**EXERCISE DESCRIPTION:** Look through the data below. Pick out the lines holding the string "must".

● ● ● ● ●

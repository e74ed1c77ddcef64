//! Standard I/O transport: newline-delimited JSON over stdin/stdout, or over
//! a spawned child process's piped stdio.
//!
//! Grounded in `turbomcp-stdio::transport::StdioTransport`, trimmed of its
//! `TransportCapabilities`/`TransportConfig`/`AtomicMetrics`/event-emitter
//! machinery (this workspace's `Transport` trait carries none of that) down
//! to the hybrid-mutex I/O core: a `parking_lot::Mutex` for the connection
//! state (never held across an `.await`), and `tokio::sync::Mutex` guarding
//! the reader/writer/receive-channel handles that do cross `.await` points.

use std::pin::Pin;
use std::sync::Arc;

use async_trait::async_trait;
use futures::StreamExt;
use mcp_transport::{Transport, TransportError, TransportMessage, TransportResult, TransportState, TransportType};
use parking_lot::Mutex as SyncMutex;
use tokio::io::{AsyncRead, AsyncWrite, BufReader};
use tokio::process::Child;
use tokio::sync::{mpsc, Mutex as AsyncMutex};
use tokio_util::codec::{FramedRead, FramedWrite, LinesCodec};

type BoxedRead = Pin<Box<dyn AsyncRead + Send + Sync + 'static>>;
type BoxedWrite = Pin<Box<dyn AsyncWrite + Send + Sync + 'static>>;
type StdinReader = FramedRead<BufReader<BoxedRead>, LinesCodec>;
type StdoutWriter = FramedWrite<BoxedWrite, LinesCodec>;

/// Where this transport's bytes actually come from: the current process's
/// own stdio, or a pair of raw streams (typically a child process's piped
/// stdin/stdout).
enum StreamSource {
    ProcessStdio,
    Raw { reader: Option<BoxedRead>, writer: Option<BoxedWrite> },
}

/// Newline-delimited JSON stdio transport. One instance wraps one pair of
/// streams; `connect` spawns the background reader task, `send` writes
/// directly to the writer half, `receive` drains the channel the reader
/// task feeds.
pub struct StdioTransport {
    state: SyncMutex<TransportState>,
    stream_source: AsyncMutex<StreamSource>,
    writer: AsyncMutex<Option<StdoutWriter>>,
    receiver: AsyncMutex<Option<mpsc::Receiver<TransportMessage>>>,
    reader_task: AsyncMutex<Option<tokio::task::JoinHandle<()>>>,
}

impl std::fmt::Debug for StdioTransport {
    fn fmt(&self, f: &mut std::fmt::Formatter<'_>) -> std::fmt::Result {
        f.debug_struct("StdioTransport")
            .field("state", &*self.state.lock())
            .finish()
    }
}

impl Default for StdioTransport {
    fn default() -> Self {
        Self::new()
    }
}

impl StdioTransport {
    /// Use the current process's stdin/stdout.
    pub fn new() -> Self {
        Self {
            state: SyncMutex::new(TransportState::Disconnected),
            stream_source: AsyncMutex::new(StreamSource::ProcessStdio),
            writer: AsyncMutex::new(None),
            receiver: AsyncMutex::new(None),
            reader_task: AsyncMutex::new(None),
        }
    }

    /// Communicate over a spawned child process's piped stdin/stdout.
    ///
    /// The child must have been spawned with both `stdin(Stdio::piped())`
    /// and `stdout(Stdio::piped())`.
    pub fn from_child(child: &mut Child) -> TransportResult<Self> {
        let stdin = child
            .stdin
            .take()
            .ok_or_else(|| TransportError::ConnectionFailed("child stdin was not piped".to_string()))?;
        let stdout = child
            .stdout
            .take()
            .ok_or_else(|| TransportError::ConnectionFailed("child stdout was not piped".to_string()))?;
        Self::from_raw(stdout, stdin)
    }

    /// Communicate over arbitrary raw async streams: `reader` is read from,
    /// `writer` is written to. For a child process, `reader` is its stdout
    /// and `writer` is its stdin.
    pub fn from_raw<R, W>(reader: R, writer: W) -> TransportResult<Self>
    where
        R: AsyncRead + Send + Sync + 'static,
        W: AsyncWrite + Send + Sync + 'static,
    {
        Ok(Self {
            state: SyncMutex::new(TransportState::Disconnected),
            stream_source: AsyncMutex::new(StreamSource::Raw {
                reader: Some(Box::pin(reader)),
                writer: Some(Box::pin(writer)),
            }),
            writer: AsyncMutex::new(None),
            receiver: AsyncMutex::new(None),
            reader_task: AsyncMutex::new(None),
        })
    }

    fn set_state(&self, new_state: TransportState) {
        *self.state.lock() = new_state;
    }

    async fn setup_streams(&self) -> TransportResult<()> {
        let mut source = self.stream_source.lock().await;

        let stdin_reader: StdinReader = match &mut *source {
            StreamSource::ProcessStdio => {
                let stdin: BoxedRead = Box::pin(tokio::io::stdin());
                let stdout: BoxedWrite = Box::pin(tokio::io::stdout());
                *self.writer.lock().await = Some(FramedWrite::new(stdout, LinesCodec::new()));
                FramedRead::new(BufReader::new(stdin), LinesCodec::new())
            }
            StreamSource::Raw { reader, writer } => {
                let reader = reader
                    .take()
                    .ok_or_else(|| TransportError::ConnectionFailed("raw reader already consumed".to_string()))?;
                let writer = writer
                    .take()
                    .ok_or_else(|| TransportError::ConnectionFailed("raw writer already consumed".to_string()))?;
                *self.writer.lock().await = Some(FramedWrite::new(writer, LinesCodec::new()));
                FramedRead::new(BufReader::new(reader), LinesCodec::new())
            }
        };
        drop(source);

        let (tx, rx) = mpsc::channel(1024);
        *self.receiver.lock().await = Some(rx);

        let mut stdin_reader = stdin_reader;
        let task = tokio::spawn(async move {
            while let Some(line) = stdin_reader.next().await {
                match line {
                    Ok(line) => {
                        let line = line.trim();
                        if line.is_empty() {
                            continue;
                        }
                        if serde_json::from_str::<serde_json::Value>(line).is_err() {
                            tracing::warn!("dropping non-JSON line on stdio transport");
                            continue;
                        }
                        let message = TransportMessage::new(line.as_bytes().to_vec());
                        if tx.send(message).await.is_err() {
                            break;
                        }
                    }
                    Err(e) => {
                        tracing::error!(error = %e, "stdin read failed");
                        break;
                    }
                }
            }
            tracing::debug!("stdio reader task finished");
        });

        *self.reader_task.lock().await = Some(task);
        Ok(())
    }
}

#[async_trait]
impl Transport for StdioTransport {
    fn transport_type(&self) -> TransportType {
        TransportType::Stdio
    }

    async fn state(&self) -> TransportState {
        self.state.lock().clone()
    }

    async fn connect(&self) -> TransportResult<()> {
        if matches!(*self.state.lock(), TransportState::Connected) {
            return Ok(());
        }
        self.set_state(TransportState::Connecting);
        self.setup_streams().await?;
        self.set_state(TransportState::Connected);
        Ok(())
    }

    async fn disconnect(&self) -> TransportResult<()> {
        if let Some(task) = self.reader_task.lock().await.take() {
            task.abort();
        }
        self.writer.lock().await.take();
        self.receiver.lock().await.take();
        self.set_state(TransportState::Disconnected);
        Ok(())
    }

    async fn send(&self, message: TransportMessage) -> TransportResult<()> {
        let mut guard = self.writer.lock().await;
        let writer = guard.as_mut().ok_or(TransportError::Closed)?;

        let line = std::str::from_utf8(&message.payload).map_err(|e| TransportError::SendFailed(e.to_string()))?;
        if line.contains('\n') || line.contains('\r') {
            return Err(TransportError::SendFailed("message must not contain embedded newlines".to_string()));
        }

        futures::SinkExt::send(&mut *writer, line.to_string())
            .await
            .map_err(|e| TransportError::SendFailed(e.to_string()))?;
        Ok(())
    }

    async fn receive(&self) -> TransportResult<Option<TransportMessage>> {
        let mut guard = self.receiver.lock().await;
        let receiver = guard.as_mut().ok_or(TransportError::Closed)?;
        Ok(receiver.recv().await)
    }
}

impl Drop for StdioTransport {
    fn drop(&mut self) {
        if let Ok(mut task) = self.reader_task.try_lock() {
            if let Some(task) = task.take() {
                task.abort();
            }
        }
    }
}

#[cfg(test)]
mod tests {
    use super::*;

    #[tokio::test]
    async fn from_raw_round_trips_a_line() {
        let (client_writer, server_reader) = tokio::io::duplex(4096);
        let (server_writer, client_reader) = tokio::io::duplex(4096);

        let server = Arc::new(StdioTransport::from_raw(server_reader, server_writer).unwrap());
        server.connect().await.unwrap();

        let mut client_writer = client_writer;
        tokio::io::AsyncWriteExt::write_all(&mut client_writer, b"{\"jsonrpc\":\"2.0\",\"method\":\"ping\"}\n")
            .await
            .unwrap();

        let received = server.receive().await.unwrap().unwrap();
        assert_eq!(received.payload.as_ref(), b"{\"jsonrpc\":\"2.0\",\"method\":\"ping\"}");

        drop(client_reader);
    }

    #[tokio::test]
    async fn send_rejects_embedded_newlines() {
        let (_client_writer, server_reader) = tokio::io::duplex(4096);
        let (server_writer, _client_reader) = tokio::io::duplex(4096);
        let server = StdioTransport::from_raw(server_reader, server_writer).unwrap();
        server.connect().await.unwrap();

        let result = server.send(TransportMessage::new(b"line one\nline two".to_vec())).await;
        assert!(result.is_err());
    }

    #[tokio::test]
    async fn disconnect_then_receive_fails() {
        let (_client_writer, server_reader) = tokio::io::duplex(4096);
        let (server_writer, _client_reader) = tokio::io::duplex(4096);
        let server = StdioTransport::from_raw(server_reader, server_writer).unwrap();
        server.connect().await.unwrap();
        server.disconnect().await.unwrap();
        assert!(server.receive().await.is_err());
    }
}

● ● ● ● ●

**EXERCISE RESPONSE:**
    /// The child must have been spawned with both `stdin(Stdio::piped())`
            return Err(TransportError::SendFailed("message must not contain embedded newlines".to_string()));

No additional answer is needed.